Check Aquabid.com theres a seller in oregon with cheap shipping and good deals


----------



## cichlidfeesh (Apr 6, 2009)

My LFS sells them around 2'' for 25$


----------



## xalow (May 10, 2007)

Since it is fairly expensive to ship a living thing that needs to be in tropically warm water fish pricing varies greatly because of transportation costs.

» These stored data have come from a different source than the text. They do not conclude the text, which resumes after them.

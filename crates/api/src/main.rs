use std::net::SocketAddr;
use std::sync::Arc;

use tracing_subscriber::{layer::SubscriberExt, util::SubscriberInitExt};

use fabula_api::config::ServerConfig;
use fabula_api::mailer::LogMailer;
use fabula_api::middleware::rate_limit::build_rate_limiter;
use fabula_api::router::build_app_router;
use fabula_api::state::AppState;
use fabula_db::repositories::TokenRepo;

#[tokio::main]
async fn main() {
    dotenvy::dotenv().ok();

    // --- Tracing ---
    tracing_subscriber::registry()
        .with(
            tracing_subscriber::EnvFilter::try_from_default_env()
                .unwrap_or_else(|_| "fabula_api=debug,tower_http=debug".into()),
        )
        .with(tracing_subscriber::fmt::layer())
        .init();

    // --- Configuration ---
    let config = ServerConfig::from_env();
    tracing::info!(host = %config.host, port = %config.port, "Loaded server configuration");

    // --- Database ---
    let database_url = std::env::var("DATABASE_URL").expect("DATABASE_URL must be set");

    let pool = fabula_db::create_pool(&database_url)
        .await
        .expect("Failed to connect to database");
    tracing::info!("Database connection pool created");

    fabula_db::health_check(&pool)
        .await
        .expect("Database health check failed");
    tracing::info!("Database health check passed");

    fabula_db::run_migrations(&pool)
        .await
        .expect("Failed to run database migrations");
    tracing::info!("Database migrations applied");

    match TokenRepo::cleanup_expired(&pool).await {
        Ok(removed) => tracing::info!(removed, "Expired tokens removed"),
        Err(e) => tracing::warn!(error = %e, "Expired token cleanup failed"),
    }

    // --- App state ---
    let rate_limiter = build_rate_limiter(&config.rate_limit);
    if rate_limiter.is_some() {
        tracing::info!(
            requests = config.rate_limit.requests,
            period_secs = config.rate_limit.period_secs,
            "Auth rate limiting enabled"
        );
    }

    let state = AppState {
        pool,
        config: Arc::new(config.clone()),
        mailer: Arc::new(LogMailer),
        rate_limiter,
    };

    // --- Router ---
    let app = build_app_router(state, &config);

    // --- Start server ---
    let addr = SocketAddr::new(
        config.host.parse().expect("Invalid HOST address"),
        config.port,
    );
    tracing::info!(%addr, "Starting server");

    let listener = tokio::net::TcpListener::bind(addr)
        .await
        .expect("Failed to bind to address");

    axum::serve(listener, app)
        .with_graceful_shutdown(shutdown_signal())
        .await
        .expect("Server error");

    tracing::info!("Graceful shutdown complete");
}

/// Wait for SIGINT (Ctrl-C) or, on Unix, SIGTERM.
async fn shutdown_signal() {
    let ctrl_c = async {
        tokio::signal::ctrl_c()
            .await
            .expect("Failed to install Ctrl-C handler");
    };

    #[cfg(unix)]
    let terminate = async {
        tokio::signal::unix::signal(tokio::signal::unix::SignalKind::terminate())
            .expect("Failed to install SIGTERM handler")
            .recv()
            .await;
    };

    #[cfg(not(unix))]
    let terminate = std::future::pending::<()>();

    tokio::select! {
        () = ctrl_c => {
            tracing::info!("Received SIGINT (Ctrl-C), starting graceful shutdown");
        }
        () = terminate => {
            tracing::info!("Received SIGTERM, starting graceful shutdown");
        }
    }
}
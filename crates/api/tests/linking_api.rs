//! Link management and "available to link" pickers.

mod common;

use axum::http::StatusCode;
use common::{create, delete_auth, expect_json, get_auth, post_json_auth, signed_in_user};
use serde_json::{json, Value};
use sqlx::PgPool;

fn ids(list: &Value) -> Vec<String> {
    let mut ids: Vec<String> = list
        .as_array()
        .unwrap()
        .iter()
        .map(|item| item["id"].as_str().unwrap().to_string())
        .collect();
    ids.sort();
    ids
}

fn sorted(mut ids: Vec<String>) -> Vec<String> {
    ids.sort();
    ids
}

async fn list(app: &common::TestApp, uri: &str, token: &str) -> Value {
    expect_json(get_auth(app, uri, token).await, StatusCode::OK).await
}

// ---------------------------------------------------------------------------
// Cast
// ---------------------------------------------------------------------------

/// Casting shrinks the available set; removing the entry restores it.
#[sqlx::test(migrations = "../../db/migrations")]
async fn test_cast_availability_tracks_links(pool: PgPool) {
    let app = common::build_test_app(pool.clone());
    let (_, token) = signed_in_user(&pool, &app, "writer").await;
    let work = create(&app, "/api/works", &token, json!({ "title": "Saga" })).await;
    let c1 = create(&app, "/api/characters", &token, json!({ "name": "Ann" })).await;
    let c2 = create(&app, "/api/characters", &token, json!({ "name": "Bob" })).await;
    let c3 = create(&app, "/api/characters", &token, json!({ "name": "Cid" })).await;
    let available = format!("/api/works/{work}/cast/available");

    assert_eq!(
        ids(&list(&app, &available, &token).await),
        sorted(vec![c1.clone(), c2.clone(), c3.clone()])
    );

    let entry = create(
        &app,
        &format!("/api/works/{work}/cast"),
        &token,
        json!({ "character_id": c2 }),
    )
    .await;
    assert_eq!(
        ids(&list(&app, &available, &token).await),
        sorted(vec![c1.clone(), c3.clone()])
    );

    let cast = list(&app, &format!("/api/works/{work}/cast"), &token).await;
    assert_eq!(ids(&cast), vec![entry.clone()]);
    assert_eq!(cast[0]["character_id"], c2.as_str());

    let response = delete_auth(&app, &format!("/api/cast/{entry}"), &token).await;
    assert_eq!(response.status(), StatusCode::NO_CONTENT);
    assert_eq!(
        ids(&list(&app, &available, &token).await),
        sorted(vec![c1, c2, c3])
    );
}

/// Other users' characters never show up as available.
#[sqlx::test(migrations = "../../db/migrations")]
async fn test_availability_is_owner_scoped(pool: PgPool) {
    let app = common::build_test_app(pool.clone());
    let (_, alice) = signed_in_user(&pool, &app, "alice").await;
    let (_, bob) = signed_in_user(&pool, &app, "bob").await;
    let work = create(&app, "/api/works", &alice, json!({ "title": "Saga" })).await;
    let mine = create(&app, "/api/characters", &alice, json!({ "name": "Ann" })).await;
    create(&app, "/api/characters", &bob, json!({ "name": "Bob" })).await;

    let json = list(&app, &format!("/api/works/{work}/cast/available"), &alice).await;
    assert_eq!(ids(&json), vec![mine]);
}

#[sqlx::test(migrations = "../../db/migrations")]
async fn test_duplicate_cast_entry_conflicts(pool: PgPool) {
    let app = common::build_test_app(pool.clone());
    let (_, token) = signed_in_user(&pool, &app, "writer").await;
    let work = create(&app, "/api/works", &token, json!({ "title": "Saga" })).await;
    let character = create(&app, "/api/characters", &token, json!({ "name": "Ann" })).await;
    let uri = format!("/api/works/{work}/cast");

    create(&app, &uri, &token, json!({ "character_id": character })).await;
    let response = post_json_auth(&app, &uri, &token, json!({ "character_id": character })).await;
    let json = expect_json(response, StatusCode::CONFLICT).await;
    assert_eq!(json["code"], "CONFLICT");
}

#[sqlx::test(migrations = "../../db/migrations")]
async fn test_character_lists_its_appearances(pool: PgPool) {
    let app = common::build_test_app(pool.clone());
    let (_, token) = signed_in_user(&pool, &app, "writer").await;
    let w1 = create(&app, "/api/works", &token, json!({ "title": "One" })).await;
    let w2 = create(&app, "/api/works", &token, json!({ "title": "Two" })).await;
    let character = create(&app, "/api/characters", &token, json!({ "name": "Ann" })).await;
    for work in [&w1, &w2] {
        create(
            &app,
            &format!("/api/works/{work}/cast"),
            &token,
            json!({ "character_id": character }),
        )
        .await;
    }

    let json = list(&app, &format!("/api/characters/{character}/works"), &token).await;
    let mut works: Vec<&str> = json
        .as_array()
        .unwrap()
        .iter()
        .map(|e| e["work_id"].as_str().unwrap())
        .collect();
    works.sort();
    let mut expected = vec![w1.as_str(), w2.as_str()];
    expected.sort();
    assert_eq!(works, expected);
}

// ---------------------------------------------------------------------------
// Location links
// ---------------------------------------------------------------------------

#[sqlx::test(migrations = "../../db/migrations")]
async fn test_location_link_availability_and_conflict(pool: PgPool) {
    let app = common::build_test_app(pool.clone());
    let (_, token) = signed_in_user(&pool, &app, "writer").await;
    let work = create(&app, "/api/works", &token, json!({ "title": "Saga" })).await;
    let l1 = create(&app, "/api/locations", &token, json!({ "title": "Keep" })).await;
    let l2 = create(&app, "/api/locations", &token, json!({ "title": "Moor" })).await;
    let uri = format!("/api/works/{work}/locations");

    create(&app, &uri, &token, json!({ "location_id": l1 })).await;
    let json = list(&app, &format!("{uri}/available"), &token).await;
    assert_eq!(ids(&json), vec![l2]);

    let response = post_json_auth(&app, &uri, &token, json!({ "location_id": l1 })).await;
    assert_eq!(response.status(), StatusCode::CONFLICT);
}

// ---------------------------------------------------------------------------
// Relationships
// ---------------------------------------------------------------------------

struct Cast {
    work: String,
    entries: Vec<String>,
}

/// A work with `n` cast entries.
async fn cast_of(app: &common::TestApp, token: &str, n: usize) -> Cast {
    let work = create(app, "/api/works", token, json!({ "title": "Saga" })).await;
    let mut entries = Vec::new();
    for i in 0..n {
        let character = create(
            app,
            "/api/characters",
            token,
            json!({ "name": format!("Character {i}") }),
        )
        .await;
        entries.push(
            create(
                app,
                &format!("/api/works/{work}/cast"),
                token,
                json!({ "character_id": character }),
            )
            .await,
        );
    }
    Cast { work, entries }
}

#[sqlx::test(migrations = "../../db/migrations")]
async fn test_relationship_lifecycle(pool: PgPool) {
    let app = common::build_test_app(pool.clone());
    let (_, token) = signed_in_user(&pool, &app, "writer").await;
    let cast = cast_of(&app, &token, 3).await;
    let (a, b, c) = (&cast.entries[0], &cast.entries[1], &cast.entries[2]);
    let uri = format!("/api/works/{}/relationships", cast.work);

    let available = format!("/api/cast/{a}/relationships/available");
    assert_eq!(
        ids(&list(&app, &available, &token).await),
        sorted(vec![b.clone(), c.clone()])
    );

    let response = post_json_auth(
        &app,
        &uri,
        &token,
        json!({ "from_id": a, "to_id": b, "type": "sibling", "notes": "twins" }),
    )
    .await;
    let json = expect_json(response, StatusCode::CREATED).await;
    assert_eq!(json["type"], "sibling");
    assert_eq!(json["work_id"], cast.work.as_str());

    assert_eq!(ids(&list(&app, &available, &token).await), vec![c.clone()]);

    // Edges are directed: b -> a is still possible.
    let reverse = format!("/api/cast/{b}/relationships/available");
    assert!(ids(&list(&app, &reverse, &token).await).contains(a));

    let response = post_json_auth(
        &app,
        &uri,
        &token,
        json!({ "from_id": a, "to_id": b, "type": "rival" }),
    )
    .await;
    assert_eq!(response.status(), StatusCode::CONFLICT);

    let outgoing = list(&app, &format!("/api/cast/{a}/relationships"), &token).await;
    assert_eq!(outgoing.as_array().unwrap().len(), 1);
    assert_eq!(list(&app, &uri, &token).await.as_array().unwrap().len(), 1);
}

#[sqlx::test(migrations = "../../db/migrations")]
async fn test_self_relationship_is_rejected(pool: PgPool) {
    let app = common::build_test_app(pool.clone());
    let (_, token) = signed_in_user(&pool, &app, "writer").await;
    let cast = cast_of(&app, &token, 1).await;
    let a = &cast.entries[0];

    let response = post_json_auth(
        &app,
        &format!("/api/works/{}/relationships", cast.work),
        &token,
        json!({ "from_id": a, "to_id": a, "type": "self" }),
    )
    .await;
    assert_eq!(response.status(), StatusCode::BAD_REQUEST);
}

/// Both ends of a relationship must be cast in the work it is created in.
#[sqlx::test(migrations = "../../db/migrations")]
async fn test_relationship_across_works_is_rejected(pool: PgPool) {
    let app = common::build_test_app(pool.clone());
    let (_, token) = signed_in_user(&pool, &app, "writer").await;
    let first = cast_of(&app, &token, 1).await;
    let second = cast_of(&app, &token, 1).await;

    let response = post_json_auth(
        &app,
        &format!("/api/works/{}/relationships", first.work),
        &token,
        json!({ "from_id": first.entries[0], "to_id": second.entries[0], "type": "pen pal" }),
    )
    .await;
    let json = expect_json(response, StatusCode::BAD_REQUEST).await;
    assert!(json["error"].as_str().unwrap().contains("different work"));

    // Candidates from other works are never offered.
    let available = list(
        &app,
        &format!("/api/cast/{}/relationships/available", first.entries[0]),
        &token,
    )
    .await;
    assert!(available.as_array().unwrap().is_empty());
}

// ---------------------------------------------------------------------------
// Events and participants
// ---------------------------------------------------------------------------

#[sqlx::test(migrations = "../../db/migrations")]
async fn test_events_append_to_timeline(pool: PgPool) {
    let app = common::build_test_app(pool.clone());
    let (_, token) = signed_in_user(&pool, &app, "writer").await;
    let work = create(&app, "/api/works", &token, json!({ "title": "Saga" })).await;
    let uri = format!("/api/works/{work}/events");

    for title in ["Dawn", "Noon"] {
        create(&app, &uri, &token, json!({ "title": title })).await;
    }
    create(&app, &uri, &token, json!({ "title": "Prologue", "ord": 0 })).await;

    let events = list(&app, &uri, &token).await;
    let order: Vec<(&str, i64)> = events
        .as_array()
        .unwrap()
        .iter()
        .map(|e| (e["title"].as_str().unwrap(), e["ord"].as_i64().unwrap()))
        .collect();
    assert_eq!(order, vec![("Dawn", 0), ("Prologue", 0), ("Noon", 1)]);
}

#[sqlx::test(migrations = "../../db/migrations")]
async fn test_event_location_must_be_in_same_work(pool: PgPool) {
    let app = common::build_test_app(pool.clone());
    let (_, token) = signed_in_user(&pool, &app, "writer").await;
    let w1 = create(&app, "/api/works", &token, json!({ "title": "One" })).await;
    let w2 = create(&app, "/api/works", &token, json!({ "title": "Two" })).await;
    let location = create(&app, "/api/locations", &token, json!({ "title": "Keep" })).await;
    let link = create(
        &app,
        &format!("/api/works/{w2}/locations"),
        &token,
        json!({ "location_id": location }),
    )
    .await;

    let response = post_json_auth(
        &app,
        &format!("/api/works/{w1}/events"),
        &token,
        json!({ "title": "Siege", "location_in_work_id": link }),
    )
    .await;
    assert_eq!(response.status(), StatusCode::BAD_REQUEST);
}

#[sqlx::test(migrations = "../../db/migrations")]
async fn test_participants(pool: PgPool) {
    let app = common::build_test_app(pool.clone());
    let (_, token) = signed_in_user(&pool, &app, "writer").await;
    let cast = cast_of(&app, &token, 2).await;
    let other = cast_of(&app, &token, 1).await;
    let event = create(
        &app,
        &format!("/api/works/{}/events", cast.work),
        &token,
        json!({ "title": "Duel" }),
    )
    .await;
    let uri = format!("/api/events/{event}/participants");

    assert_eq!(
        ids(&list(&app, &format!("{uri}/available"), &token).await),
        sorted(cast.entries.clone())
    );

    let participant = create(
        &app,
        &uri,
        &token,
        json!({ "character_in_work_id": cast.entries[0] }),
    )
    .await;
    assert_eq!(
        ids(&list(&app, &format!("{uri}/available"), &token).await),
        vec![cast.entries[1].clone()]
    );

    let response = post_json_auth(
        &app,
        &uri,
        &token,
        json!({ "character_in_work_id": cast.entries[0] }),
    )
    .await;
    assert_eq!(response.status(), StatusCode::CONFLICT);

    let response = post_json_auth(
        &app,
        &uri,
        &token,
        json!({ "character_in_work_id": other.entries[0] }),
    )
    .await;
    assert_eq!(response.status(), StatusCode::BAD_REQUEST);

    let response = delete_auth(&app, &format!("/api/participants/{participant}"), &token).await;
    assert_eq!(response.status(), StatusCode::NO_CONTENT);
    assert!(list(&app, &uri, &token).await.as_array().unwrap().is_empty());
}

/// Removing a cast entry takes its relationships and participation with it.
#[sqlx::test(migrations = "../../db/migrations")]
async fn test_removing_cast_entry_cascades(pool: PgPool) {
    let app = common::build_test_app(pool.clone());
    let (_, token) = signed_in_user(&pool, &app, "writer").await;
    let cast = cast_of(&app, &token, 2).await;
    let (a, b) = (&cast.entries[0], &cast.entries[1]);
    let relationship = create(
        &app,
        &format!("/api/works/{}/relationships", cast.work),
        &token,
        json!({ "from_id": a, "to_id": b, "type": "mentor" }),
    )
    .await;
    let event = create(
        &app,
        &format!("/api/works/{}/events", cast.work),
        &token,
        json!({ "title": "Lesson" }),
    )
    .await;
    create(
        &app,
        &format!("/api/events/{event}/participants"),
        &token,
        json!({ "character_in_work_id": b }),
    )
    .await;

    let response = delete_auth(&app, &format!("/api/cast/{b}"), &token).await;
    assert_eq!(response.status(), StatusCode::NO_CONTENT);

    let response = get_auth(&app, &format!("/api/relationships/{relationship}"), &token).await;
    assert_eq!(response.status(), StatusCode::FORBIDDEN);
    let participants = list(&app, &format!("/api/events/{event}/participants"), &token).await;
    assert!(participants.as_array().unwrap().is_empty());
}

Additionally many species of cichlid like EBJD produce broods that are large enough to easily lower the price of a local market.

This makes it so there isn't really a going rate for any fish that will be the same for different markets. Trying calling around fish stores/clubs/breeders in Illinois to get a bit of a better idea.


----------



## Malawidolphin (Dec 15, 2006)

Well be thankful you don't live up here in Kamloops, British Columbia. EBJDs here are 89.00 each at 1". I am very reluctant to pay that kind of money for a fish at such a vulnerable size, so for me they will never be.


----------



## jbru70 (Apr 19, 2009)

Malawidolphin said:


> Well be thankful you don't live up here in Kamloops, British Columbia. EBJDs here are 89.00 each at 1". I am very reluctant to pay that kind of money for a fish at such a vulnerable size, so for me they will never be.


Check Aquabid


----------



## salukicichlids (Apr 16, 2009)

thanks for all the helpful advice. I have been around the fish stores around my area. it's what I do on one one my days off  but I'm thinking since I'm new to fish maybe that is not the one for me. Just try a regular one for like 2.75 at the store and take care of him for a while maybe get the ebjd later


----------



## jbru70 (Apr 19, 2009)

salukicichlids said:


> thanks for all the helpful advice. I have been around the fish stores around my area. it's what I do on one one my days off  but I'm thinking since I'm new to fish maybe that is not the one for me. Just try a regular one for like 2.75 at the store and take care of him for a while maybe get the ebjd later


I got this one from petsmart


----------



## djoneser (Mar 20, 2008)

That is not an EBJD jbru70, that may be a BGJD, but is not an EBJD. I paid $50 for a 1.5" a year ago, and then found 3 about the same size that I got for $100 for all 3.


----------



## under_control (Jan 9, 2008)

djoneser said:


> That is not an EBJD jbru70, that may be a BGJD, but is not an EBJD. I paid $50 for a 1.5" a year ago, and then found 3 about the same size that I got for $100 for all 3.
> 
> ]


It could easily be a standard JD. I think he was just posting it to say he got a good looking fish at petsmart.


----------



## lil mama (Nov 24, 2007)

There is a place in Florida called somethingsphishy.com that has them for $19.95. I got one and it's healthy and gorgeous.


----------



## Toby_H (Apr 15, 2005)

salukicichlids said he was just going to get a standard Dempsey...

Then jbru70 showed a picture of his pretty standard Dempsey he got at Petsmart...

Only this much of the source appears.